Tools in Data Science

Web Scraping with Playwright in Python#

Scrape JavaScript‑heavy sites effortlessly with Playwright.

Playwright offers:

JavaScript rendering: Executes page scripts so you scrape only after content appears. (playwright.dev)
Headless & headed modes: Run without UI or in a real browser for debugging. (playwright.dev)
Auto‑waiting & retry: Built‑in locators reduce flakiness. (playwright.dev)
Multi‑browser support: Chromium, Firefox, WebKit—all from one API. (playwright.dev)

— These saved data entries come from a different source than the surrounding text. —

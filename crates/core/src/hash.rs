//! Deterministic content hashing
//!
//! Every input that should trigger a rebuild is reduced to a hex SHA-256
//! digest. JSON inputs are serialized canonically (keys sorted recursively, no
//! insignificant whitespace) so that key order and formatting never affect a
//! digest. The overall hash is the digest of the four fragment digests
//! concatenated, with absent fragments contributing the empty string.

use crate::errors::{HashError, Result};
use serde::{Deserialize, Serialize};
use serde_json::{json, Value};
use sha2::{Digest, Sha256};
use std::collections::BTreeMap;

/// Version of the hashing scheme
///
/// Bumping it changes every configuration hash, which marks all existing
/// containers stale.
pub const HASH_SCHEMA_VERSION: u32 = 1;

/// Hex SHA-256 of a byte slice
pub fn hash_bytes(bytes: &[u8]) -> String {
    let mut hasher = Sha256::new();
    hasher.update(bytes);
    format!("{:x}", hasher.finalize())
}

/// Compact JSON with object keys sorted recursively
pub fn canonical_json(value: &Value) -> String {
    let mut value = value.clone();
    canonicalize_json(&mut value);
    value.to_string()
}

fn canonicalize_json(value: &mut Value) {
    match value {
        Value::Object(map) => {
            let mut entries: Vec<(String, Value)> = map
                .iter_mut()
                .map(|(k, v)| (k.clone(), std::mem::take(v)))
                .collect();
            map.clear();
            entries.sort_by(|a, b| a.0.cmp(&b.0));
            for (key, mut val) in entries {
                canonicalize_json(&mut val);
                map.insert(key, val);
            }
        }
        Value::Array(items) => {
            for item in items.iter_mut() {
                canonicalize_json(item);
            }
        }
        _ => {}
    }
}

fn to_canonical<T: Serialize + ?Sized>(fragment: &str, value: &T) -> Result<String> {
    let value = serde_json::to_value(value).map_err(|e| HashError::Serialization {
        fragment: fragment.to_string(),
        message: e.to_string(),
    })?;
    Ok(canonical_json(&value))
}

/// Digest of the configuration record
///
/// The record holds the schema version, the comment-stripped configuration
/// bytes, the declared features and, when given, compose file contents keyed
/// by relative path and the Dockerfile content.
pub fn hash_canonical_config<F: Serialize + ?Sized>(
    raw_config: &[u8],
    schema_version: u32,
    features: &F,
    compose_contents: Option<&BTreeMap<String, String>>,
    dockerfile_content: Option<&str>,
) -> Result<String> {
    let features = serde_json::to_value(features).map_err(|e| HashError::Serialization {
        fragment: "features".to_string(),
        message: e.to_string(),
    })?;
    let record = json!({
        "schemaVersion": schema_version,
        "config": String::from_utf8_lossy(raw_config),
        "features": features,
        "compose": compose_contents,
        "dockerfile": dockerfile_content,
    });
    Ok(hash_bytes(canonical_json(&record).as_bytes()))
}

/// Identity of one resolved feature, as far as hashing is concerned
#[derive(Debug, Clone, PartialEq, Serialize, Deserialize)]
pub struct FeatureFingerprint {
    pub id: String,
    pub digest: String,
    pub options: Value,
}

/// Digest of a feature set, independent of declaration order
pub fn hash_feature_list(features: &[FeatureFingerprint]) -> Result<String> {
    let mut tuples = features
        .iter()
        .map(|f| {
            let options = to_canonical(&format!("options of feature {}", f.id), &f.options)?;
            Ok(format!("{}:{}:{}", f.id, f.digest, options))
        })
        .collect::<Result<Vec<String>>>()?;
    tuples.sort();
    Ok(hash_bytes(tuples.join("\n").as_bytes()))
}

/// Inputs to [`ContentHashes::compute`]
#[derive(Debug, Clone, Copy)]
pub struct HashInputs<'a> {
    /// Canonical configuration bytes (post substitution)
    pub raw_config: &'a [u8],
    /// Declared feature map
    pub declared_features: &'a Value,
    /// Dockerfile content for Dockerfile plans
    pub dockerfile: Option<&'a str>,
    /// Compose file contents keyed by relative path
    pub compose: &'a BTreeMap<String, String>,
    /// Resolved features
    pub features: &'a [FeatureFingerprint],
}

/// The content hash set of a workspace
#[derive(Debug, Clone, Default, PartialEq, Eq, Serialize, Deserialize)]
pub struct ContentHashes {
    pub config: String,
    pub dockerfile: String,
    pub compose: String,
    pub features: String,
    pub overall: String,
}

impl ContentHashes {
    /// Hash every fragment and derive the overall digest
    ///
    /// The config fragment is computed without compose or Dockerfile content
    /// so each fragment changes only with its own input.
    pub fn compute(inputs: &HashInputs<'_>) -> Result<Self> {
        let config = hash_canonical_config(
            inputs.raw_config,
            HASH_SCHEMA_VERSION,
            inputs.declared_features,
            None,
            None,
        )?;
        let dockerfile = inputs
            .dockerfile
            .map(|content| hash_bytes(content.as_bytes()))
            .unwrap_or_default();
        let compose = if inputs.compose.is_empty() {
            String::new()
        } else {
            hash_bytes(to_canonical("compose files", inputs.compose)?.as_bytes())
        };
        let features = if inputs.features.is_empty() {
            String::new()
        } else {
            hash_feature_list(inputs.features)?
        };
        Ok(Self::from_fragments(config, dockerfile, compose, features))
    }

    /// Assemble from fragment digests, deriving `overall`
    pub fn from_fragments(
        config: String,
        dockerfile: String,
        compose: String,
        features: String,
    ) -> Self {
        let overall = hash_bytes(format!("{}{}{}{}", config, dockerfile, compose, features).as_bytes());
        Self {
            config,
            dockerfile,
            compose,
            features,
            overall,
        }
    }

    /// Human-readable list of fragments that differ from `recorded`
    pub fn changed_fragments(&self, recorded: &ContentHashes) -> Vec<String> {
        let mut changed = Vec::new();
        if self.config != recorded.config {
            changed.push("devcontainer.json changed".to_string());
        }
        if self.dockerfile != recorded.dockerfile {
            changed.push("Dockerfile changed".to_string());
        }
        if self.compose != recorded.compose {
            changed.push("docker-compose files changed".to_string());
        }
        if self.features != recorded.features {
            changed.push("features changed".to_string());
        }
        if changed.is_empty() && self.overall != recorded.overall {
            changed.push("content hash changed".to_string());
        }
        changed
    }
}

Example: Scraping a JS‑Rendered Site#

We’ll scrape Quotes to Scrape (JS)—a site that loads quotes via JavaScript, so a simple requests call gets only an empty shell (quotes.toscrape.com). Playwright runs the scripts and gives us the real content:

# /// script
# dependencies = ["playwright"]
# ///

from playwright.sync_api import sync_playwright


def scrape_quotes():
    with sync_playwright() as p:
        # Channel is optional. Use "chrome", "msedge", "chrome-beta", "msedge-beta", "msedge-dev"
        browser = p.chromium.launch(headless=True, channel="chrome")
        page = browser.new_page()
        page.goto("https://quotes.toscrape.com/js/")
        quotes = page.query_selector_all(".quote")
        for q in quotes:
            text = q.query_selector(".text").inner_text()
            author = q.query_selector(".author").inner_text()
            print(f"{text} — {author}")
        browser.close()


if __name__ == "__main__":
    scrape_quotes()

Save as scraper.py and run:

uv run scraper.py

You’ll see each quote plus author printed—fetched only after the JS executes.

First-time setup: install browsers once via:

uv run python -m playwright install